The beauty of working horses

Published: 02:12PM Mar 7th, 2011
By: Tony Hoyland
The sight of working horses in action, whether that be pulling a cart or ploughing a field, often evokes emotions of nostalgia and awe in the spectator, writes Jo Roberts in her latest blog.
The beauty of working horses

Dafydd Roberts (Jo's brother) regularly ploughs with these two 'Comtois' horses. Unlike some of the working horses of the Victorian era these two geldings have lots of days off in which to relax in the field, and plenty of fodder to eat!

A pair of powerful draught horses at work is indeed a magnificent spectacle, and is almost enough to make one begin to regret that the combustion engine was ever invented. There are times when I’m fairly certain that the demise of our sense of community has two things to blame – namely the motor car and the television. But of course it’s easy to view ‘the good old days’ through rose-tinted spectacles when you weren’t actually there to witness it all first-hand.

We do all know deep down that not everything about ‘the good old days’ was actually that good! I’m thinking of poverty, disease, and cruelty particularly. The landscape might have looked more picturesque (from a safe distance at least) with its wooden hay carts and long-frocked milk maids, but life was certainly no picnic for most people who actually had to work on the land day in day out without the modern conveniences that we all take for granted today.

I’m sure it was no picnic being a horse in those days either. Today, in this country at least, it is generally only people who love horse that keep them and work them. In the past however, horses would have been nothing more than a necessity for most people, and many would have been expected to pretty much work themselves to death for their owners.

When Anna Sewell wrote Black Beauty in 1877 she described the scenes of cruelty towards working horses that she witnessed in her everyday life. Being partially crippled, she was heavily dependent on horse drawn transport and it was this that led to her concerns for equine welfare. She was said to have been instrumental in abolishing the use of the ‘Bearing Rein’ – a leather strap which was fixed to the heads of Victorian carriage horses in order to keep their heads fashionably high. These straps were painful and damaging to a horse’s neck and the terribly unnatural position that the horse’s head was forced into made it very difficult for a horse to pull a heavy load, particularly uphill.

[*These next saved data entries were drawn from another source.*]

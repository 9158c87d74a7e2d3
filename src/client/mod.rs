//! Caller-side helpers
//!
//! [`IndexClient`] speaks the HTTP API; [`IndexIdCache`] keeps the
//! `(indexingKey, network) → indexId` lookups callers need, with explicit
//! invalidation.

pub mod cache;
pub mod error;
pub mod http;

pub use cache::{IndexDirectory, IndexIdCache};
pub use error::ClientError;
pub use http::{IndexClient, IndexClientConfig};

Sewell was aware that there were kind owners and cruel owners, and that it was often just a matter of luck which sort of owner a horse ended up with. Black Beauty has long been considered a children’s book, but Sewell originally wrote it for those who handled horses, in order to “induce kindness, sympathy and an understanding treatment of horses”.

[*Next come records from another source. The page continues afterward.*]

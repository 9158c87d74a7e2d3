use thiserror::Error;

/// Errors returned by the index manager client
#[derive(Error, Debug)]
pub enum ClientError {
    #[error("Index manager unavailable")]
    Unavailable,

    #[error("Request timeout")]
    Timeout,

    #[error("Request failed: {0}")]
    Request(#[from] reqwest::Error),

    #[error("API error {status} ({code}): {message}")]
    Api {
        status: u16,
        code: String,
        message: String,
        committed: Option<u64>,
    },

    #[error("No index '{indexing_key}' on network '{network}'")]
    NotListed {
        indexing_key: String,
        network: String,
    },

    #[error("Invalid response: {0}")]
    Decode(#[from] serde_json::Error),
}

impl ClientError {
    /// The server does not know the index; a cached id is stale
    pub fn is_index_not_found(&self) -> bool {
        match self {
            ClientError::Api { code, status, .. } => code == "INDEX_NOT_FOUND" || *status == 404,
            ClientError::NotListed { .. } => true,
            _ => false,
        }
    }

    /// Safe to retry the same request unchanged
    pub fn is_retryable(&self) -> bool {
        match self {
            ClientError::Timeout | ClientError::Unavailable => true,
            ClientError::Api { code, .. } => code == "TIMEOUT",
            _ => false,
        }
    }

    pub(crate) fn from_reqwest(e: reqwest::Error) -> Self {
        if e.is_timeout() {
            ClientError::Timeout
        } else if e.is_connect() {
            ClientError::Unavailable
        } else {
            ClientError::Request(e)
        }
    }
}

So whenever I find myself wishing that horses were still in regular use for transport, haulage and farm work, I have to remind myself that I’m not sure I’d want to see some poor old horse having to drag an overloaded cart full of coal up the huge hill to my home. Having said that, it’s important we don’t let the traditions of breeding, training and working these marvellous creatures die out. Nowadays though we are working horses because we want to, not because we have to, and let’s hope that makes it easier for us to be kind and patient with them.

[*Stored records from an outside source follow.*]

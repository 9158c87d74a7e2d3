//! Key Schema templates
//!
//! A schema describes how a record's fields become one sortable key.
//!
//! # Template Syntax
//!
//! ```text
//! template    := segment+
//! segment     := literal | placeholder
//! placeholder := '{' field [':' width] '}'
//! ```
//!
//! - `{field}` copies the field value verbatim
//! - `{field:N}` zero-pads a non-negative integer to exactly N digits
//!
//! # Example
//!
//! ```text
//! spd::{speeding:3}::{obuId}::{collectionDt}
//!   speeding=60, obuId=OBU-7, collectionDt=20240101 → spd::060::OBU-7::20240101
//! ```
//!
//! Fixed-width numeric segments make byte-wise key order match numeric
//! order, so a prefix such as `spd::060::` bounds a range query at 60.

use nom::{
    branch::alt,
    bytes::complete::take_while1,
    character::complete::{char, digit1},
    combinator::{all_consuming, map, map_res, opt},
    multi::many1,
    sequence::{delimited, pair, preceded},
    IResult,
};
use std::collections::HashMap;
use std::fmt;

use crate::keys::error::EncodingError;

/// Separator convention between key segments
pub const SEGMENT_SEPARATOR: &str = "::";

/// Widest numeric segment (u64::MAX has 20 digits)
const MAX_NUMERIC_WIDTH: usize = 20;

/// One piece of a key template
#[derive(Debug, Clone, PartialEq, Eq)]
pub enum Segment {
    /// Fixed text copied into every key
    Literal(String),
    /// Field value copied verbatim
    Text { field: String },
    /// Field value zero-padded to `width` digits
    Numeric { field: String, width: usize },
}

impl Segment {
    fn field(&self) -> Option<&str> {
        match self {
            Segment::Literal(_) => None,
            Segment::Text { field } | Segment::Numeric { field, .. } => Some(field),
        }
    }
}

/// A parsed, named key template
#[derive(Debug, Clone, PartialEq, Eq)]
pub struct KeySchema {
    name: String,
    template: String,
    segments: Vec<Segment>,
}

impl KeySchema {
    /// Parse a template string
    pub fn parse(name: impl Into<String>, template: impl Into<String>) -> Result<Self, EncodingError> {
        let template = template.into();

        let segments = match all_consuming(parse_segments)(template.as_str()) {
            Ok((_, segments)) => segments,
            Err(e) => {
                return Err(EncodingError::InvalidTemplate {
                    template: template.clone(),
                    reason: format!("{:?}", e),
                })
            }
        };

        for segment in &segments {
            if let Segment::Numeric { field, width } = segment {
                if *width == 0 || *width > MAX_NUMERIC_WIDTH {
                    return Err(EncodingError::InvalidTemplate {
                        template: template.clone(),
                        reason: format!(
                            "width of '{}' must be between 1 and {}",
                            field, MAX_NUMERIC_WIDTH
                        ),
                    });
                }
            }
        }

        if segments.iter().all(|s| s.field().is_none()) {
            return Err(EncodingError::InvalidTemplate {
                template,
                reason: "template references no fields".to_string(),
            });
        }

        Ok(Self {
            name: name.into(),
            template,
            segments,
        })
    }

    pub fn name(&self) -> &str {
        &self.name
    }

    pub fn template(&self) -> &str {
        &self.template
    }

    pub fn segments(&self) -> &[Segment] {
        &self.segments
    }

    /// Fields referenced by the template, in order
    pub fn fields(&self) -> Vec<&str> {
        self.segments.iter().filter_map(|s| s.field()).collect()
    }

    /// Build the full key. `key_size` 0 means unlimited.
    pub fn encode(
        &self,
        fields: &HashMap<String, String>,
        key_size: u32,
    ) -> Result<String, EncodingError> {
        let mut key = String::with_capacity(self.template.len() + 16);

        for segment in &self.segments {
            match segment {
                Segment::Literal(text) => key.push_str(text),
                Segment::Text { field } | Segment::Numeric { field, .. } => {
                    let value = fields
                        .get(field)
                        .ok_or_else(|| EncodingError::MissingField(field.clone()))?;
                    key.push_str(&encode_value(segment, field, value)?);
                }
            }
        }

        check_key_size(&key, key_size)?;
        Ok(key)
    }

    /// Build the longest key prefix the given fields allow.
    ///
    /// Stops at the first missing field, keeping the literal that precedes
    /// it, so `{speeding: 60}` yields `spd::060::` for the speeding schema.
    pub fn encode_prefix(&self, fields: &HashMap<String, String>) -> Result<String, EncodingError> {
        let mut key = String::new();

        for segment in &self.segments {
            match segment {
                Segment::Literal(text) => key.push_str(text),
                Segment::Text { field } | Segment::Numeric { field, .. } => match fields.get(field) {
                    Some(value) => key.push_str(&encode_value(segment, field, value)?),
                    None => break,
                },
            }
        }

        if key.is_empty() {
            return Err(match self.fields().first() {
                Some(field) => EncodingError::MissingField(field.to_string()),
                None => EncodingError::MissingField(String::new()),
            });
        }
        Ok(key)
    }
}

impl fmt::Display for KeySchema {
    fn fmt(&self, f: &mut fmt::Formatter<'_>) -> fmt::Result {
        write!(f, "{} = {}", self.name, self.template)
    }
}

/// Encode a single field value for its segment
fn encode_value(segment: &Segment, field: &str, value: &str) -> Result<String, EncodingError> {
    match segment {
        Segment::Numeric { width, .. } => pad_numeric(field, value, *width),
        _ => {
            if value.contains(SEGMENT_SEPARATOR) {
                return Err(EncodingError::ForbiddenSeparator {
                    field: field.to_string(),
                });
            }
            Ok(value.to_string())
        }
    }
}

/// Zero-pad a non-negative integer to exactly `width` digits
pub fn pad_numeric(field: &str, value: &str, width: usize) -> Result<String, EncodingError> {
    let trimmed = value.trim();
    if trimmed.is_empty() || !trimmed.bytes().all(|b| b.is_ascii_digit()) {
        return Err(EncodingError::NotNumeric {
            field: field.to_string(),
            value: value.to_string(),
        });
    }

    let digits = trimmed.trim_start_matches('0');
    let digits = if digits.is_empty() { "0" } else { digits };

    if digits.len() > width {
        return Err(EncodingError::Overflow {
            field: field.to_string(),
            value: trimmed.to_string(),
            width,
        });
    }

    Ok(format!("{:0>width$}", digits, width = width))
}

/// Reject keys longer than the index key size (0 = unlimited)
pub fn check_key_size(key: &str, key_size: u32) -> Result<(), EncodingError> {
    let max = key_size as usize;
    if max > 0 && key.len() > max {
        return Err(EncodingError::KeyTooLong {
            len: key.len(),
            max,
        });
    }
    Ok(())
}

// ==================== Template Parser ====================

fn parse_segments(input: &str) -> IResult<&str, Vec<Segment>> {
    many1(alt((parse_placeholder, parse_literal)))(input)
}

fn parse_literal(input: &str) -> IResult<&str, Segment> {
    map(take_while1(|c: char| c != '{' && c != '}'), |s: &str| {
        Segment::Literal(s.to_string())
    })(input)
}

fn parse_placeholder(input: &str) -> IResult<&str, Segment> {
    map(
        delimited(
            char('{'),
            pair(parse_field_name, opt(preceded(char(':'), parse_width))),
            char('}'),
        ),
        |(field, width): (&str, Option<usize>)| match width {
            Some(width) => Segment::Numeric {
                field: field.to_string(),
                width,
            },
            None => Segment::Text {
                field: field.to_string(),
            },
        },
    )(input)
}

fn parse_field_name(input: &str) -> IResult<&str, &str> {
    take_while1(|c: char| c.is_alphanumeric() || c == '_' || c == '-' || c == '.')(input)
}

fn parse_width(input: &str) -> IResult<&str, usize> {
    map_res(digit1, |s: &str| s.parse::<usize>())(input)
}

Tractors have a lot of advantages over horses. Sometimes what is great about tractors is that aren’t capable of feeling pain or fear and that quite simply, they don’t thinkWhich brings to mind an old story I once heard about a man who was disc harrowing a field with a his pair of faithful old Shire horses. The harrow was of the ride on variety, and as the machine went over an unexpected dip in the field the man was thrown forward towards the heels of his horses, but while he was airborne he shouted ‘whoa’. The horses stopped and stood quite still awaiting the next command, but the man had fallen between the vicious discs of the harrow and the heels of the horses, and although unharmed he had been knocked unconscious.

Some hours later darkness began to fall and his wife wondered why he hadn’t returned home. Going down to the ploughed field to look for him she found him lying between the horses and the implement, with the horses still standing patiently, because the last word their owner had uttered was ‘whoa’. If they had moved just a few inches he would have been mangled by the disc harrow, but as it was he was dragged to safety and made a full recovery. So while the beauty of a tractor might be its ‘off’ switch, there’s no way you could ever rely on any machine to hang on to your every last word.